**EXTRACTED MATERIAL**
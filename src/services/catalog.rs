//! Validated create/update/delete of catalog records.

use std::collections::HashMap;
use std::sync::Arc;

use uuid::Uuid;

use crate::{
    db::{CatalogReader, CatalogWriter},
    error::{AppError, AppResult, StoreError, StoreResultExt},
    models::{
        Author, AuthorUpdate, Book, BookUpdate, NewAuthor, NewBook, NewReview, Review,
        ReviewUpdate, ReviewView, MAX_SCORE, MIN_SCORE,
    },
};

fn require(value: &str, field: &str) -> AppResult<()> {
    if value.trim().is_empty() {
        return Err(AppError::Validation(format!("{} is required", field)));
    }
    Ok(())
}

fn require_if_present(value: Option<&str>, field: &str) -> AppResult<()> {
    match value {
        Some(v) => require(v, field),
        None => Ok(()),
    }
}

fn validate_score(score: i64) -> AppResult<u8> {
    u8::try_from(score)
        .ok()
        .filter(|s| (MIN_SCORE..=MAX_SCORE).contains(s))
        .ok_or_else(|| {
            AppError::Validation(format!(
                "score must be between {} and {}",
                MIN_SCORE, MAX_SCORE
            ))
        })
}

fn not_found(kind: &str, id: Uuid) -> AppError {
    AppError::NotFound(format!("{} {} not found", kind, id))
}

/// Authors, books and reviews with the referential checks the store relies on
#[derive(Clone)]
pub struct CatalogService {
    reader: Arc<dyn CatalogReader>,
    writer: Arc<dyn CatalogWriter>,
}

impl CatalogService {
    pub fn new(reader: Arc<dyn CatalogReader>, writer: Arc<dyn CatalogWriter>) -> Self {
        Self { reader, writer }
    }

    async fn ensure_author(&self, author_id: Uuid) -> AppResult<()> {
        let exists = self
            .reader
            .get_author(author_id)
            .await
            .during("ensure_author")?
            .is_some();
        if !exists {
            return Err(AppError::Validation(format!(
                "Author {} does not exist",
                author_id
            )));
        }
        Ok(())
    }

    // Authors

    pub async fn create_author(&self, new: NewAuthor) -> AppResult<Author> {
        require(&new.name, "name")?;
        require(&new.nationality, "nationality")?;

        let author = Author::from(new);
        self.writer
            .insert_author(&author)
            .await
            .during("create_author")?;

        tracing::info!(author_id = %author.id, "Author created");
        Ok(author)
    }

    pub async fn list_authors(&self) -> AppResult<Vec<Author>> {
        self.reader.list_authors().await.during("list_authors")
    }

    pub async fn get_author(&self, id: Uuid) -> AppResult<Author> {
        self.reader
            .get_author(id)
            .await
            .during("get_author")?
            .ok_or_else(|| not_found("Author", id))
    }

    pub async fn update_author(&self, id: Uuid, update: AuthorUpdate) -> AppResult<Author> {
        require_if_present(update.name.as_deref(), "name")?;
        require_if_present(update.nationality.as_deref(), "nationality")?;

        let mut author = self.get_author(id).await?;
        author.apply(update);

        if !self
            .writer
            .update_author(&author)
            .await
            .during("update_author")?
        {
            return Err(not_found("Author", id));
        }
        Ok(author)
    }

    /// Rejected while any book still references the author
    pub async fn delete_author(&self, id: Uuid) -> AppResult<()> {
        let books = self
            .writer
            .count_books_by_author(id)
            .await
            .during("delete_author")?;
        if books > 0 {
            return Err(AppError::Validation(format!(
                "Author {} still has {} book(s)",
                id, books
            )));
        }

        let deleted = match self.writer.delete_author(id).await {
            Err(StoreError::StillReferenced(detail)) => {
                return Err(AppError::Validation(format!(
                    "Author {} is still referenced: {}",
                    id, detail
                )))
            }
            other => other.during("delete_author")?,
        };
        if !deleted {
            return Err(not_found("Author", id));
        }

        tracing::info!(author_id = %id, "Author deleted");
        Ok(())
    }

    // Books

    pub async fn create_book(&self, new: NewBook) -> AppResult<Book> {
        require(&new.title, "title")?;
        require(&new.genre, "genre")?;
        self.ensure_author(new.author_id).await?;

        let book = Book::from(new);
        self.writer.insert_book(&book).await.during("create_book")?;

        tracing::info!(book_id = %book.id, author_id = %book.author_id, "Book created");
        Ok(book)
    }

    pub async fn update_book(&self, id: Uuid, update: BookUpdate) -> AppResult<Book> {
        require_if_present(update.title.as_deref(), "title")?;
        require_if_present(update.genre.as_deref(), "genre")?;

        let mut book = self
            .reader
            .get_book(id)
            .await
            .during("update_book")?
            .ok_or_else(|| not_found("Book", id))?;

        if let Some(author_id) = update.author_id {
            self.ensure_author(author_id).await?;
        }
        book.apply(update);

        if !self.writer.update_book(&book).await.during("update_book")? {
            return Err(not_found("Book", id));
        }
        Ok(book)
    }

    /// Deletes the book and every review of it
    pub async fn delete_book(&self, id: Uuid) -> AppResult<()> {
        if !self.writer.delete_book(id).await.during("delete_book")? {
            return Err(not_found("Book", id));
        }

        tracing::info!(book_id = %id, "Book and its reviews deleted");
        Ok(())
    }

    // Reviews

    pub async fn create_review(&self, new: NewReview) -> AppResult<Review> {
        require(&new.reviewer_name, "reviewer_name")?;
        let score = validate_score(new.score)?;

        let book_exists = self
            .reader
            .get_book(new.book_id)
            .await
            .during("create_review")?
            .is_some();
        if !book_exists {
            return Err(AppError::Validation(format!(
                "Book {} does not exist",
                new.book_id
            )));
        }

        let mut review = Review::new(new.book_id, new.reviewer_name, score);
        review.comment = new.comment;
        self.writer
            .insert_review(&review)
            .await
            .during("create_review")?;

        tracing::info!(review_id = %review.id, book_id = %review.book_id, "Review created");
        Ok(review)
    }

    /// Every review with its book title, newest first
    ///
    /// Reviews whose book no longer exists are skipped.
    pub async fn list_reviews(&self) -> AppResult<Vec<ReviewView>> {
        let titles: HashMap<Uuid, String> = self
            .reader
            .list_books()
            .await
            .during("list_reviews")?
            .into_iter()
            .map(|book| (book.id, book.title))
            .collect();

        let reviews = self
            .reader
            .list_all_reviews()
            .await
            .during("list_reviews")?;

        Ok(reviews
            .into_iter()
            .filter_map(|review| {
                let book_title = titles.get(&review.book_id)?.clone();
                Some(ReviewView { review, book_title })
            })
            .collect())
    }

    pub async fn list_reviews_for_book(&self, book_id: Uuid) -> AppResult<Vec<Review>> {
        self.reader
            .list_reviews_for_book(book_id)
            .await
            .during("list_reviews_for_book")
    }

    pub async fn get_review(&self, id: Uuid) -> AppResult<Review> {
        self.reader
            .get_review(id)
            .await
            .during("get_review")?
            .ok_or_else(|| not_found("Review", id))
    }

    pub async fn update_review(&self, id: Uuid, update: ReviewUpdate) -> AppResult<Review> {
        require_if_present(update.reviewer_name.as_deref(), "reviewer_name")?;
        let score = update.score.map(validate_score).transpose()?;

        let mut review = self.get_review(id).await?;
        if let Some(name) = update.reviewer_name {
            review.reviewer_name = name;
        }
        if let Some(score) = score {
            review.score = score;
        }
        if update.comment.is_some() {
            review.comment = update.comment;
        }

        if !self
            .writer
            .update_review(&review)
            .await
            .during("update_review")?
        {
            return Err(not_found("Review", id));
        }
        Ok(review)
    }

    pub async fn delete_review(&self, id: Uuid) -> AppResult<()> {
        if !self.writer.delete_review(id).await.during("delete_review")? {
            return Err(not_found("Review", id));
        }
        Ok(())
    }
}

**EXERCISE**
Lines from the entries that contain the string "NewReview" must be found and copied.

**SOLUTION FOR THIS PROBLEM**
        Author, AuthorUpdate, Book, BookUpdate, NewAuthor, NewBook, NewReview, Review,
    pub async fn create_review(&self, new: NewReview) -> AppResult<Review> {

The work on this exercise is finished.